Dataset entries =>
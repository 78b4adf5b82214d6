//! End-to-end tests for the gRPC agent transport.

mod common;

use std::time::Duration;

use futures::StreamExt;
use tokio::sync::mpsc;
use tokio_stream::wrappers::ReceiverStream;
use tokio_tungstenite::tungstenite::client::IntoClientRequest;
use tonic::transport::Channel;
use tonic::{Code, Request, Streaming};

use aura_fleet_control::{FleetControl, JobStatus, NodeId};
use aura_fleet_gateway::proto::node_agent_service_client::NodeAgentServiceClient;
use aura_fleet_gateway::proto::{
    node_message, server_message, HeartbeatPayload, JobResultPayload, NodeMessage,
    RegisterCommandRequest, ServerMessage,
};
use aura_fleet_store::CredentialStore;
use common::{eventually, TestGateway};

struct StreamAgent {
    _client: NodeAgentServiceClient<Channel>,
    outbound: mpsc::Sender<NodeMessage>,
    inbound: Streaming<ServerMessage>,
}

impl StreamAgent {
    async fn next(&mut self) -> server_message::Payload {
        tokio::time::timeout(Duration::from_secs(5), self.inbound.message())
            .await
            .expect("timed out waiting for a message")
            .expect("stream failed")
            .expect("stream ended")
            .payload
            .expect("message without payload")
    }

    async fn send(&self, payload: node_message::Payload) {
        self.outbound
            .send(NodeMessage {
                payload: Some(payload),
            })
            .await
            .unwrap();
    }
}

async fn client(gateway: &TestGateway) -> NodeAgentServiceClient<Channel> {
    NodeAgentServiceClient::connect(format!("http://{}", gateway.grpc_addr))
        .await
        .unwrap()
}

fn authorized<T>(message: T, token: &str) -> Request<T> {
    let mut request = Request::new(message);
    request
        .metadata_mut()
        .insert("authorization", format!("Bearer {token}").parse().unwrap());
    request
}

async fn attach(gateway: &TestGateway, token: &str) -> Result<StreamAgent, tonic::Status> {
    let (outbound, rx) = mpsc::channel(16);
    let mut client = client(gateway).await;
    let response = client
        .attach(authorized(ReceiverStream::new(rx), token))
        .await?;
    Ok(StreamAgent {
        _client: client,
        outbound,
        inbound: response.into_inner(),
    })
}

async fn attached_agent(gateway: &TestGateway, node_id: NodeId) -> (StreamAgent, String) {
    let token = gateway.issue_token(node_id);
    let mut agent = attach(gateway, &token).await.unwrap();
    match agent.next().await {
        server_message::Payload::Connected(connected) => {
            assert_eq!(connected.node_id, node_id.to_string());
        }
        other => panic!("expected connected, got {other:?}"),
    }
    (agent, token)
}

#[tokio::test]
async fn rejects_missing_and_unknown_tokens() {
    let gateway = TestGateway::start().await;

    let (_tx, rx) = mpsc::channel::<NodeMessage>(1);
    let status = client(&gateway)
        .await
        .attach(Request::new(ReceiverStream::new(rx)))
        .await
        .err()
        .unwrap();
    assert_eq!(status.code(), Code::Unauthenticated);

    let status = attach(&gateway, "aura-node_unknown").await.err().unwrap();
    assert_eq!(status.code(), Code::Unauthenticated);
    assert!(gateway.transports.stream.is_empty());
}

#[tokio::test]
async fn job_round_trip() {
    let gateway = TestGateway::start().await;
    let node_id = NodeId::generate();
    let (mut agent, _token) = attached_agent(&gateway, node_id).await;
    assert!(gateway.transports.stream.contains(&node_id));

    let job = gateway
        .control
        .create_and_dispatch(&node_id, "restart", None)
        .await
        .unwrap();

    let server_message::Payload::ExecuteJob(execute) = agent.next().await else {
        panic!("expected execute_job");
    };
    assert_eq!(execute.job_id, job.id.to_string());
    assert_eq!(execute.command_name, "restart");

    agent
        .send(node_message::Payload::JobResult(JobResultPayload {
            job_id: job.id.to_string(),
            status: i32::from(aura_fleet_gateway::grpc::ProtoJobStatus::Completed),
            output: "ok".into(),
            error: String::new(),
        }))
        .await;

    let control = &gateway.control;
    let job_id = job.id;
    assert!(
        eventually(|| async move {
            control.get_job(&job_id).await.unwrap().status == JobStatus::Completed
        })
        .await
    );
    let stored = control.get_job(&job_id).await.unwrap();
    assert_eq!(stored.output, "ok");
    assert!(stored.finished_at.is_some());
    // `running` was never reported.
    assert!(stored.started_at.is_none());
}

#[tokio::test]
async fn heartbeat_gets_pong_and_touches_credential() {
    let gateway = TestGateway::start().await;
    let node_id = NodeId::generate();
    let (mut agent, token) = attached_agent(&gateway, node_id).await;

    agent
        .send(node_message::Payload::Heartbeat(HeartbeatPayload {
            node_id: node_id.to_string(),
        }))
        .await;

    assert!(matches!(agent.next().await, server_message::Payload::Pong(_)));
    let credential = gateway
        .store
        .find_credential_by_hash(&aura_fleet_auth::hash_token(&token))
        .unwrap()
        .unwrap();
    assert!(credential.last_seen_at.is_some());
}

#[tokio::test]
async fn closing_the_stream_unregisters() {
    let gateway = TestGateway::start().await;
    let node_id = NodeId::generate();
    let (agent, _token) = attached_agent(&gateway, node_id).await;

    drop(agent);

    let transports = &gateway.transports;
    assert!(eventually(|| async move { !transports.stream.contains(&node_id) }).await);
}

#[tokio::test]
async fn register_commands_counts_accepted() {
    let gateway = TestGateway::start().await;
    let node_id = NodeId::generate();
    let token = gateway.issue_token(node_id);

    let items = vec![
        RegisterCommandRequest {
            name: "restart".into(),
            description: "restart the agent".into(),
            r#type: 0,
            script_path: String::new(),
        },
        RegisterCommandRequest {
            name: "   ".into(),
            description: String::new(),
            r#type: 0,
            script_path: String::new(),
        },
        RegisterCommandRequest {
            name: "backup".into(),
            description: String::new(),
            r#type: 1,
            script_path: "/opt/scripts/backup.sh".into(),
        },
    ];

    let response = client(&gateway)
        .await
        .register_commands(authorized(tokio_stream::iter(items), &token))
        .await
        .unwrap()
        .into_inner();
    assert_eq!(response.registered, 2);

    let commands = gateway.control.list_commands(&node_id).await.unwrap();
    let names: Vec<_> = commands.iter().map(|c| c.name.as_str()).collect();
    assert_eq!(names, vec!["backup", "restart"]);
}

#[tokio::test]
async fn stream_is_preferred_over_websocket() {
    let gateway = TestGateway::start().await;
    let node_id = NodeId::generate();
    let (mut agent, token) = attached_agent(&gateway, node_id).await;

    let mut request = format!("ws://{}/v1/ws", gateway.http_addr)
        .into_client_request()
        .unwrap();
    request
        .headers_mut()
        .insert("authorization", format!("Bearer {token}").parse().unwrap());
    let (mut socket, _) = tokio_tungstenite::connect_async(request).await.unwrap();
    let transports = &gateway.transports;
    assert!(eventually(|| async move { transports.websocket.contains(&node_id) }).await);

    let job = gateway
        .control
        .create_and_dispatch(&node_id, "restart", None)
        .await
        .unwrap();
    let server_message::Payload::ExecuteJob(execute) = agent.next().await else {
        panic!("expected execute_job on the stream");
    };
    assert_eq!(execute.job_id, job.id.to_string());

    // Stream goes away: the next job falls back to the WebSocket.
    drop(agent);
    assert!(eventually(|| async move { !transports.stream.contains(&node_id) }).await);

    let fallback = gateway
        .control
        .create_and_dispatch(&node_id, "backup", None)
        .await
        .unwrap();
    let found = tokio::time::timeout(Duration::from_secs(5), async {
        while let Some(Ok(message)) = socket.next().await {
            if let tokio_tungstenite::tungstenite::Message::Text(text) = message {
                if text.contains(&fallback.id.to_string()) {
                    return true;
                }
            }
        }
        false
    })
    .await
    .unwrap();
    assert!(found);
}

Exercise =>
Find the count of lines in the data above where the string "backup" occurs. Provide that number alone.

Task answer =>
4